Prologue

Deux femmes pour un seul univers.

Elles se connaissent, se sont rencontrées des milliers de fois et partagent les mêmes amis. Pourtant, au fond, elles ne sont que des connaissances. Une trop timide pour se lier et une trop agitée pour prendre le temps de saisir une amitié au vol. La première n'a rien vécu dans sa douce prison de cristal et s'est contentée d'observer les nuages défilés, laissant l'action au creux des mains des autres. Comble de l'ironie, sa chandelle de vie à peine entamée, elle fait déjà face à la pire des fatalités : La mort. Elle, si discrète, n'a qu'une envie : Hurler au monde sa rage de vivre. La deuxième s'est brûlée les ailes dès son enfance. Tel un papillon attiré par une douloureuse lumière, expérimentant et vivant jusqu'à se consumer, elle ignore les moindres risques et ne souhaite qu'une chose : Mettre fin à ses douleurs intérieures par n'importe quel moyen quitte à s'éteindre avec elles.

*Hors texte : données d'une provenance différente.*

//----------------------------------------
// cli mod
//----------------------------------------
pub mod args;
pub mod error;
pub mod logging;
pub mod output;
pub mod report;

use crate::cli::args::Cli;
use crate::cli::error::CliErr;
use crate::cli::output::render_text;
use crate::cli::report::build_report;

/// Runs one invocation and returns what should be printed to stdout
pub fn run(cli: &Cli) -> Result<String, CliErr> {
    let params = cli.design()?;
    let report = build_report(&params, cli.solve, cli.n1, cli.steps)?;
    if cli.json {
        let mut out = serde_json::to_string_pretty(&report)?;
        out.push('\n');
        Ok(out)
    } else {
        Ok(render_text(&report))
    }
}
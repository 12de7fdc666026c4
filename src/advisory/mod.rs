//----------------------------------------
// advisory mod
//----------------------------------------
//! Seam for an external text-generation service that narrates a result.
//! The numeric core never calls into this module.
pub mod commentary;
pub mod error;
pub mod prompt;
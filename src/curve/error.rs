//----------------------------------------
// curve errors
//----------------------------------------
use crate::error::SscomputeErr;
use thiserror::Error;

#[derive(Error, Debug, Clone, PartialEq)]
pub enum CurveErr {
    #[error("number of curve steps should be at least 1")]
    NoSteps,
    #[error(
        "effect size multipliers should satisfy 0 < lower < upper \
        (lower {lower}, upper {upper})"
    )]
    BadMultipliers { lower: f64, upper: f64 },
    #[error(
        "effect size {effect_size} is too large to sweep; \
        the upper end of the range overflows"
    )]
    EffectRangeOverflow { effect_size: f64 },
}

impl From<CurveErr> for SscomputeErr {
    fn from(e: CurveErr) -> Self {
        SscomputeErr::Curve(e)
    }
}
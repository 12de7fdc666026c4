use crate::error::SscomputeErr;
use crate::normal::error::NormalDistErr;
use statrs::function::erf::erfc;
use std::f64::consts::SQRT_2;

// Acklam (2003) rational approximation coefficients; absolute error of the
// approximation is below 1.15e-9 over (0, 1).
#[allow(clippy::excessive_precision)]
const A: [f64; 6] = [
    -3.969683028665376e+01,
    2.209460984245205e+02,
    -2.759285104469687e+02,
    1.383577518672690e+02,
    -3.066479806614716e+01,
    2.506628277459239e+00,
];
#[allow(clippy::excessive_precision)]
const B: [f64; 5] = [
    -5.447609879822406e+01,
    1.615858368580409e+02,
    -1.556989798598866e+02,
    6.680131188771972e+01,
    -1.328068155288572e+01,
];
#[allow(clippy::excessive_precision)]
const C: [f64; 6] = [
    -7.784894002430293e-03,
    -3.223964580411365e-01,
    -2.400758277161838e+00,
    -2.549732539343734e+00,
    4.374664141464968e+00,
    2.938163982698783e+00,
];
#[allow(clippy::excessive_precision)]
const D: [f64; 4] = [
    7.784695709041462e-03,
    3.224671290700398e-01,
    2.445134137142996e+00,
    3.754408661907416e+00,
];

const P_LOW: f64 = 0.02425;
const P_HIGH: f64 = 1.0 - P_LOW;

/// Standard normal CDF, Φ(z)
pub fn std_normal_cdf(z: f64) -> f64 {
    0.5 * erfc(-z / SQRT_2)
}

fn tail_ratio(q: f64) -> f64 {
    (((((C[0] * q + C[1]) * q + C[2]) * q + C[3]) * q + C[4]) * q + C[5])
        / ((((D[0] * q + D[1]) * q + D[2]) * q + D[3]) * q + 1.0)
}

// Assumes p is strictly inside (0, 1)
fn std_normal_quantile_helper(p: f64) -> f64 {
    if p < P_LOW {
        // Lower tail region
        let q = (-2.0 * p.ln()).sqrt();
        return tail_ratio(q);
    }
    if p > P_HIGH {
        // Upper tail region
        let q = (-2.0 * (1.0 - p).ln()).sqrt();
        return -tail_ratio(q);
    }
    // Central region; q = 0 at the median zeroes the numerator
    let q = p - 0.5;
    let r = q * q;
    (((((A[0] * r + A[1]) * r + A[2]) * r + A[3]) * r + A[4]) * r + A[5]) * q
        / (((((B[0] * r + B[1]) * r + B[2]) * r + B[3]) * r + B[4]) * r + 1.0)
}

/// Inverse of the standard normal CDF: the z such that Φ(z) = p.
///
/// No refinement step is applied, so the result carries the approximation
/// error of the rational fit. `p` must lie strictly inside (0, 1); the
/// endpoints (and NaN) are rejected rather than mapped to infinities.
pub fn std_normal_quantile(p: f64) -> Result<f64, SscomputeErr> {
    // Written so that NaN fails the check as well
    if !(p > 0.0 && p < 1.0) {
        return Err(NormalDistErr::QuantileOutOfBounds(p).into());
    }
    Ok(std_normal_quantile_helper(p))
}
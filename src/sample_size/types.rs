//----------------------------------------
// sample size mod types
//----------------------------------------
use serde::{Deserialize, Serialize};

/// Group sizes required by a design.
///
/// `n1` and `n2` are the ceilings of the exact requirements, so the achieved
/// power is never below the target. The critical values are kept at 3
/// decimal places for display only; nothing downstream reads them back.
#[derive(Debug, Clone, Copy, PartialEq, Serialize, Deserialize)]
#[serde(rename_all = "camelCase")]
pub struct SampleSizeResult {
    pub n1: u64,
    pub n2: u64,
    pub total_n: u64,
    pub critical_value_alpha: f64,
    pub critical_value_beta: f64,
}

impl SampleSizeResult {
    /// Result reported when there is no effect to detect
    pub fn zero() -> Self {
        SampleSizeResult {
            n1: 0,
            n2: 0,
            total_n: 0,
            critical_value_alpha: 0.0,
            critical_value_beta: 0.0,
        }
    }
}

/// Unrounded |z| values for the significance and power requirements
#[derive(Debug, Clone, Copy, PartialEq)]
pub struct CriticalValues {
    pub z_alpha: f64,
    pub z_beta: f64,
}
use crate::advisory::error::AdvisoryErr;
use crate::advisory::prompt::build_prompt;
use crate::design::types::DesignParameters;
use crate::error::SscomputeErr;
use crate::sample_size::types::SampleSizeResult;
use tracing::warn;

pub const MISSING_CREDENTIALS_MSG: &str = "API Key is missing. Please configure your environment.";
pub const REQUEST_FAILED_MSG: &str =
    "Sorry, I couldn't generate an analysis at this time. Please check your network or API key.";
pub const EMPTY_RESPONSE_MSG: &str = "No analysis could be generated.";

/// A text-generation backend that turns a prompt into prose
pub trait Advisor {
    fn advise(&self, prompt: &str) -> Result<String, SscomputeErr>;
}

/// Best-effort commentary on a result. Never fails: a missing advisor, a
/// failed request, or an empty reply each map to a fixed message.
pub fn commentary(
    advisor: Option<&dyn Advisor>,
    params: &DesignParameters,
    result: &SampleSizeResult,
) -> String {
    let Some(advisor) = advisor else {
        return MISSING_CREDENTIALS_MSG.to_string();
    };
    match advisor.advise(&build_prompt(params, result)) {
        Ok(text) if text.trim().is_empty() => EMPTY_RESPONSE_MSG.to_string(),
        Ok(text) => text,
        Err(SscomputeErr::Advisory(AdvisoryErr::MissingCredentials)) => {
            MISSING_CREDENTIALS_MSG.to_string()
        }
        Err(e) => {
            warn!(error = %e, "falling back to canned commentary");
            REQUEST_FAILED_MSG.to_string()
        }
    }
}
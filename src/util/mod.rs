//----------------------------------------
// util mod
//----------------------------------------
pub mod round;
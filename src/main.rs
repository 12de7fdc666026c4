use clap::Parser;
use sscompute::cli::{args::Cli, logging::init_logging, run};
use std::process::ExitCode;

fn main() -> ExitCode {
    init_logging();
    let cli = Cli::parse();
    match run(&cli) {
        Ok(out) => {
            print!("{out}");
            ExitCode::SUCCESS
        }
        Err(e) => {
            tracing::error!(error = %e, "computation failed");
            eprintln!("error: {e}");
            ExitCode::FAILURE
        }
    }
}
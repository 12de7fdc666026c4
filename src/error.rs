//----------------------------------------
// Crate error type
//----------------------------------------
pub use crate::advisory::error::AdvisoryErr;
pub use crate::curve::error::CurveErr;
pub use crate::design::error::DesignErr;
pub use crate::normal::error::NormalDistErr;
pub use crate::power::error::PowerErr;
use thiserror::Error;

#[derive(Error, Debug, Clone, PartialEq)]
pub enum SscomputeErr {
    #[error("while evaluating normal distribution: {0}")]
    NormalDist(NormalDistErr),
    #[error("while validating design parameters: {0}")]
    Design(DesignErr),
    #[error("while generating sensitivity curve: {0}")]
    Curve(CurveErr),
    #[error("while computing power: {0}")]
    Power(PowerErr),
    #[error("while requesting commentary: {0}")]
    Advisory(AdvisoryErr),
}
use crate::cli::error::CliErr;
use crate::curve::generate::generate_curve_with;
use crate::curve::types::{CurvePoint, CurveSettings};
use crate::design::types::DesignParameters;
use crate::power::achieved_power::achieved_power;
use crate::power::detectable_effect::min_detectable_effect;
use crate::power::types::ComputationTarget;
use crate::sample_size::compute_ss::compute_sample_size;
use crate::sample_size::types::SampleSizeResult;
use serde::Serialize;

/// Everything one invocation computes
#[derive(Debug, Clone, PartialEq, Serialize)]
#[serde(rename_all = "camelCase")]
pub struct Report {
    pub target: ComputationTarget,
    pub params: DesignParameters,
    #[serde(skip_serializing_if = "Option::is_none")]
    pub result: Option<SampleSizeResult>,
    #[serde(skip_serializing_if = "Vec::is_empty")]
    pub curve: Vec<CurvePoint>,
    #[serde(skip_serializing_if = "Option::is_none")]
    pub n1: Option<u64>,
    #[serde(skip_serializing_if = "Option::is_none")]
    pub achieved_power: Option<f64>,
    #[serde(skip_serializing_if = "Option::is_none")]
    pub min_detectable_effect: Option<f64>,
}

pub fn build_report(
    params: &DesignParameters,
    target: ComputationTarget,
    n1: Option<u64>,
    steps: usize,
) -> Result<Report, CliErr> {
    let mut report = Report {
        target,
        params: *params,
        result: None,
        curve: Vec::new(),
        n1,
        achieved_power: None,
        min_detectable_effect: None,
    };
    match target {
        ComputationTarget::SampleSize => {
            let settings = CurveSettings {
                steps,
                ..Default::default()
            };
            report.result = Some(compute_sample_size(params)?);
            report.curve = generate_curve_with(params, &settings)?;
        }
        ComputationTarget::Power => {
            let n1 = n1.ok_or(CliErr::MissingGroupSize(target))?;
            report.achieved_power = Some(achieved_power(params, n1)?);
        }
        ComputationTarget::EffectSize => {
            let n1 = n1.ok_or(CliErr::MissingGroupSize(target))?;
            report.min_detectable_effect = Some(min_detectable_effect(params, n1)?);
        }
    }
    Ok(report)
}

Deux lumières qui vacillent, qui chutent et qui n'espèrent plus. Affronter le destin ? Pourquoi faire ? Autant se battre contre des chimères. L'héroïsme se contemple plus facilement qu'il ne se tente. Non, la véritable tentation est de tout laisser tomber pour le meilleur et pour le pire

« Je suis désolée de vous annoncer cela. »

Non, c'est impossible. Pourquoi moi ? Il doit y avoir une erreur. Qu'on recommence les tests…les échantillons de sang ont dû être mélangés.

« Je…je…combien de temps ? »

Il me reste tant à vivre…tant à accomplir. Je ne veux pas que tout se termine ainsi.

« Rien n'est encore perdu. On peut essayer la chimiothérapie et nous vous ferons des transfusions pour augmenter vos plaquettes et vos globules rouges. »

De vains espoirs. Je le lis dans vos yeux. Vous me savez condamnée, mais l'espoir est la seule chose que vous avez à m'offrir. Pourquoi éterniser mon agonie ?

« Me..Merci docteure. »

Même si je sais que cette bataille n'a pas de possibilité heureuse pour moi.

« Je t'en prie, appelle-moi Shizune. Tu sais, je pourrais te dire que ce n'est que mon travail de soigner la population, mais je pense que tu mérites réellement de survivre à tout ça. Tu es une fille bien. »

Tiens, on passe au tutoiement. C'est ironique à quel point la maladie rapproche. Une fille bien ? Oui, c'est tout ce que je suis. Rien d'autre ne peut me décrire, car personne ne souhaite savoir qui je suis sauf lui…Ma docteure me regarde tristement. Je m'oblige à lui sourire, mais mes yeux se voilent de larmes.

« Allons, ne pleure pas. Sois forte, tout ira bien. »

Mensonges ! Mensonges ! Rien ne va plus. Mon futur s'écroule et disparait. Depuis toute petite, on me demande d'être forte. Laissez-moi m'affaisser pour une fois. Non, c'est impossible…Je me lève et salue Shizune d'un son étouffé. J'ordonne à mes jambes de s'activer, de me porter loin de tout ça. Je dois oublier ces murs blancs et ce bureau de la mort. Je ne veux pas m'éteindre maintenant.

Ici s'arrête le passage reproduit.